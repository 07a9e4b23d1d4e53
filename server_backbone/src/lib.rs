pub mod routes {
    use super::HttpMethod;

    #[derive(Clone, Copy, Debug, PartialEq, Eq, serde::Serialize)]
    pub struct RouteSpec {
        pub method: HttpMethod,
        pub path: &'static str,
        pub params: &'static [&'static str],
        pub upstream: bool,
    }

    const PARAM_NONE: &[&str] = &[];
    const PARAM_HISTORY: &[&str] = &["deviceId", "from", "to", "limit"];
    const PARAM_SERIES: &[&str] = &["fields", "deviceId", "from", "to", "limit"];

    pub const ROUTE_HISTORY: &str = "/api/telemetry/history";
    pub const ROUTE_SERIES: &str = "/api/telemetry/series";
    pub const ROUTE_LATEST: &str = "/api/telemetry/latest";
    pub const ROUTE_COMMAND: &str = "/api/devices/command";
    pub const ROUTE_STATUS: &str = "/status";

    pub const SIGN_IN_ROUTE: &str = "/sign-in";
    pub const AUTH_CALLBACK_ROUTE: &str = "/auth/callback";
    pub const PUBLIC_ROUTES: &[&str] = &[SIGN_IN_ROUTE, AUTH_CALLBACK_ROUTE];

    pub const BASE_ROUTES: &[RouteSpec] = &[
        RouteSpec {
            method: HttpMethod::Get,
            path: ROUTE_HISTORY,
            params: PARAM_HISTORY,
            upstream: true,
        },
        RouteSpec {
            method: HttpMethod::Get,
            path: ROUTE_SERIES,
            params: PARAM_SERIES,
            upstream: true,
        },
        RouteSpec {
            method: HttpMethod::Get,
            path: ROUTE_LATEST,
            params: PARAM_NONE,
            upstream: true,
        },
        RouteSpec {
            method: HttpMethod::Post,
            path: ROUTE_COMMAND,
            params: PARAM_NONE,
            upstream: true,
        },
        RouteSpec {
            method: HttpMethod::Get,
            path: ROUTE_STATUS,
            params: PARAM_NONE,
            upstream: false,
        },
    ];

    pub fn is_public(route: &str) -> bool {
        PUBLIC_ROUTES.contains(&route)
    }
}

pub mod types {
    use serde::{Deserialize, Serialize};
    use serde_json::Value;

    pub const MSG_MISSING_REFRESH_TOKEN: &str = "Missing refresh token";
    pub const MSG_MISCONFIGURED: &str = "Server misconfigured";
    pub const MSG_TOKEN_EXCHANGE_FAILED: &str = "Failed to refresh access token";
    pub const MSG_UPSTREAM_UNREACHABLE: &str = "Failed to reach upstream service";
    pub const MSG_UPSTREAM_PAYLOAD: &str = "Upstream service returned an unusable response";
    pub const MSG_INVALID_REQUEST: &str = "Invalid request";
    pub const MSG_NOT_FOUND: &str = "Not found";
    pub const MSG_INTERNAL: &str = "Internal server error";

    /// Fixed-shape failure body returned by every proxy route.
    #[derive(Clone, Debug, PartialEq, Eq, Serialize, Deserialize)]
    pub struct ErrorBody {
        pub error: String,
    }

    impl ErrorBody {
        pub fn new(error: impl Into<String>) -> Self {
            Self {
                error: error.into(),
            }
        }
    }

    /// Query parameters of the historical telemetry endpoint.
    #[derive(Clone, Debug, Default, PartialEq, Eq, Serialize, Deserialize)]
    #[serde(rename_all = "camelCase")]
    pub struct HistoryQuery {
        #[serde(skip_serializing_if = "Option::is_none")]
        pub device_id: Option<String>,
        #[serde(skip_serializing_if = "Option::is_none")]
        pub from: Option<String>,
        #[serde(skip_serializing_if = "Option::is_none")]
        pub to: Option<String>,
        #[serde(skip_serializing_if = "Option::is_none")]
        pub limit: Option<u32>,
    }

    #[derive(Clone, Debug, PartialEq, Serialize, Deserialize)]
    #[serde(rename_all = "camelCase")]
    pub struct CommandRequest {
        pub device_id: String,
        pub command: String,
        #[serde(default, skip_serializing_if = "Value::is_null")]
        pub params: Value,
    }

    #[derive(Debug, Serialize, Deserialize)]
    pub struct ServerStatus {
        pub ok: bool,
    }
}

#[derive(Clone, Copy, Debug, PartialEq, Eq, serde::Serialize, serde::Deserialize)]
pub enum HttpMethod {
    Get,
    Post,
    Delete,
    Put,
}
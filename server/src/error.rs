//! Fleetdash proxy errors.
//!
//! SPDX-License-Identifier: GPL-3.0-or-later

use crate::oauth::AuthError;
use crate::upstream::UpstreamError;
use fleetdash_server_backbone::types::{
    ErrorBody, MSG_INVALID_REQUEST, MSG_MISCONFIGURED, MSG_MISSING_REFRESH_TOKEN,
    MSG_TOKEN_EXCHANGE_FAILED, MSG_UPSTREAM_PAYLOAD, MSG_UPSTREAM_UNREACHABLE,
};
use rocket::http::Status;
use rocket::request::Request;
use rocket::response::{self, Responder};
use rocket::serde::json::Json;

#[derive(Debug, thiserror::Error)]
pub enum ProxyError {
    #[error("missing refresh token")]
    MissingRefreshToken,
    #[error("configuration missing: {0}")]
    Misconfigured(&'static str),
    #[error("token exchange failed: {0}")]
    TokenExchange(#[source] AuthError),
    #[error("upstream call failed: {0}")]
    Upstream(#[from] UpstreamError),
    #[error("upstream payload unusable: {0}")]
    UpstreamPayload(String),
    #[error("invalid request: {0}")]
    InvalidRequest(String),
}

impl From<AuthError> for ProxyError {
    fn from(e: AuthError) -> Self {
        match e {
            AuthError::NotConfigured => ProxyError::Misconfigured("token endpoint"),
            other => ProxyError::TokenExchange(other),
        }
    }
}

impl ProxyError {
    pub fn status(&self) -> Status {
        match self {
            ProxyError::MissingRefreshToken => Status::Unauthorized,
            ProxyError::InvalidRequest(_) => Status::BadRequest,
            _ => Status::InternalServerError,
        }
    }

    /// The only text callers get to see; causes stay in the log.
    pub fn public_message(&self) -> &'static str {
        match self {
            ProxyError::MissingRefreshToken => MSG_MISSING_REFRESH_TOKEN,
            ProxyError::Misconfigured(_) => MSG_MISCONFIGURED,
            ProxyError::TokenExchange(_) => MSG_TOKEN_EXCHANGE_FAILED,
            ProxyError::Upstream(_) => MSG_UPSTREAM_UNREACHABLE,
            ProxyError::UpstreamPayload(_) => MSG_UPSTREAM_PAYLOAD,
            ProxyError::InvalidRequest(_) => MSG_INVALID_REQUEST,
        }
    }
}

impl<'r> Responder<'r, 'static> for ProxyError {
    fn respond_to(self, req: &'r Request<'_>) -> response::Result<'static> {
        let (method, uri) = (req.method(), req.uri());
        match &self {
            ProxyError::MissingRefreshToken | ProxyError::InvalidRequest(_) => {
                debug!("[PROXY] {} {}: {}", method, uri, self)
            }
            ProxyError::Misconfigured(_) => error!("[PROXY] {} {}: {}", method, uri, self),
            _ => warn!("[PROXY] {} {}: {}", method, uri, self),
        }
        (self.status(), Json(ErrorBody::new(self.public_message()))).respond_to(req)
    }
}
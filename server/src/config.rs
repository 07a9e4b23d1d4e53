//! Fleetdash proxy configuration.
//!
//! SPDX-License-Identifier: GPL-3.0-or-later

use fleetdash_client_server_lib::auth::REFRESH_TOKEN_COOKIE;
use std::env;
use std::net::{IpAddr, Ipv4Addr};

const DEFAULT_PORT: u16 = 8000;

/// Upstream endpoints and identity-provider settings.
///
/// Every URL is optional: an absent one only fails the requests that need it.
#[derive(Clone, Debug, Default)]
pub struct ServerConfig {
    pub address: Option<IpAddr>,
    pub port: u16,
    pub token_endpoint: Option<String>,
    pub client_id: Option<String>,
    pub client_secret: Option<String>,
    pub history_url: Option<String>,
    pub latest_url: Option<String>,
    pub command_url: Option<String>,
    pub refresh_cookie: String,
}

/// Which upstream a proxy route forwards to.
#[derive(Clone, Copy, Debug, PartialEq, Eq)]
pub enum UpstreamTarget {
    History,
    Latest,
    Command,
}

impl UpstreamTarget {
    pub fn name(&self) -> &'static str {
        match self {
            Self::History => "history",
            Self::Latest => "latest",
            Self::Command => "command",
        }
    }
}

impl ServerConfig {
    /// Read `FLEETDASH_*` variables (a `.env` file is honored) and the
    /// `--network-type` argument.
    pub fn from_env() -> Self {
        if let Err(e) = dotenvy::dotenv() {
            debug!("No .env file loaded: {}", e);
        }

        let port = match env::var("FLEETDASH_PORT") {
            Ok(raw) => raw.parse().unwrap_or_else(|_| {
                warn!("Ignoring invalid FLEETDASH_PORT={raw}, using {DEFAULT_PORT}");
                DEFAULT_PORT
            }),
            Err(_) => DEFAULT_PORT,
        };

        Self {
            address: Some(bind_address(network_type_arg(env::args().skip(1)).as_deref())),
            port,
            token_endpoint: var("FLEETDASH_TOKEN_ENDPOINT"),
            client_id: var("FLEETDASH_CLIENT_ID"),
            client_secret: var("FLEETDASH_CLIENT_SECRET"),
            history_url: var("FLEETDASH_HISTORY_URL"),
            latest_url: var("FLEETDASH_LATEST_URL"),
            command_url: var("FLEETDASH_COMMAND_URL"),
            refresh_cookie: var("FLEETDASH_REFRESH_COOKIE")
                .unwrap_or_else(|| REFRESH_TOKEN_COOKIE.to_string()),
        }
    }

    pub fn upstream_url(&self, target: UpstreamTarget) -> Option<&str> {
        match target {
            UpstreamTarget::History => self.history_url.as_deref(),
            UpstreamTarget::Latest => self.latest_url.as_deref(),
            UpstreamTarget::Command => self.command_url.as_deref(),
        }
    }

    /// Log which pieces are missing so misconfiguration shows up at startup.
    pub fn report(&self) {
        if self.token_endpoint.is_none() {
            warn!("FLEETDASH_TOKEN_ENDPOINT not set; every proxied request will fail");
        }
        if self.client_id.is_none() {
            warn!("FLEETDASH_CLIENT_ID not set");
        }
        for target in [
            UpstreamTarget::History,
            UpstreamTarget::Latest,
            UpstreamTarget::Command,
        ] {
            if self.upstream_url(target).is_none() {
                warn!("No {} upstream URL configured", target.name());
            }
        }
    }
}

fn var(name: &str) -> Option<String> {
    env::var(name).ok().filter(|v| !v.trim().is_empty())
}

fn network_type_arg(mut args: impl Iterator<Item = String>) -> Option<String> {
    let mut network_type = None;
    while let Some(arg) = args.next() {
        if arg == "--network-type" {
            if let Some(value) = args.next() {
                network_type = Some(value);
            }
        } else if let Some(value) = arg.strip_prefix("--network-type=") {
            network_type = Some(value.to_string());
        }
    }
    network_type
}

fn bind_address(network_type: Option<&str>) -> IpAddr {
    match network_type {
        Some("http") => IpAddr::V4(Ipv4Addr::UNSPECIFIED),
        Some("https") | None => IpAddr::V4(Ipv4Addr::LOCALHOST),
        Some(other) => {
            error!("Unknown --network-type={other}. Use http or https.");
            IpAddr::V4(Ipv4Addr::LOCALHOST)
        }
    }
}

# DIRECTIONS
Above are the records; print exactly the lines from the line with "pub mod routes" to the line with "const PARAM_NONE: &[&str] = &[];", including both, and nothing else.

# TASK RESULT
pub mod routes {
    use super::HttpMethod;

    #[derive(Clone, Copy, Debug, PartialEq, Eq, serde::Serialize)]
    pub struct RouteSpec {
        pub method: HttpMethod,
        pub path: &'static str,
        pub params: &'static [&'static str],
        pub upstream: bool,
    }

    const PARAM_NONE: &[&str] = &[];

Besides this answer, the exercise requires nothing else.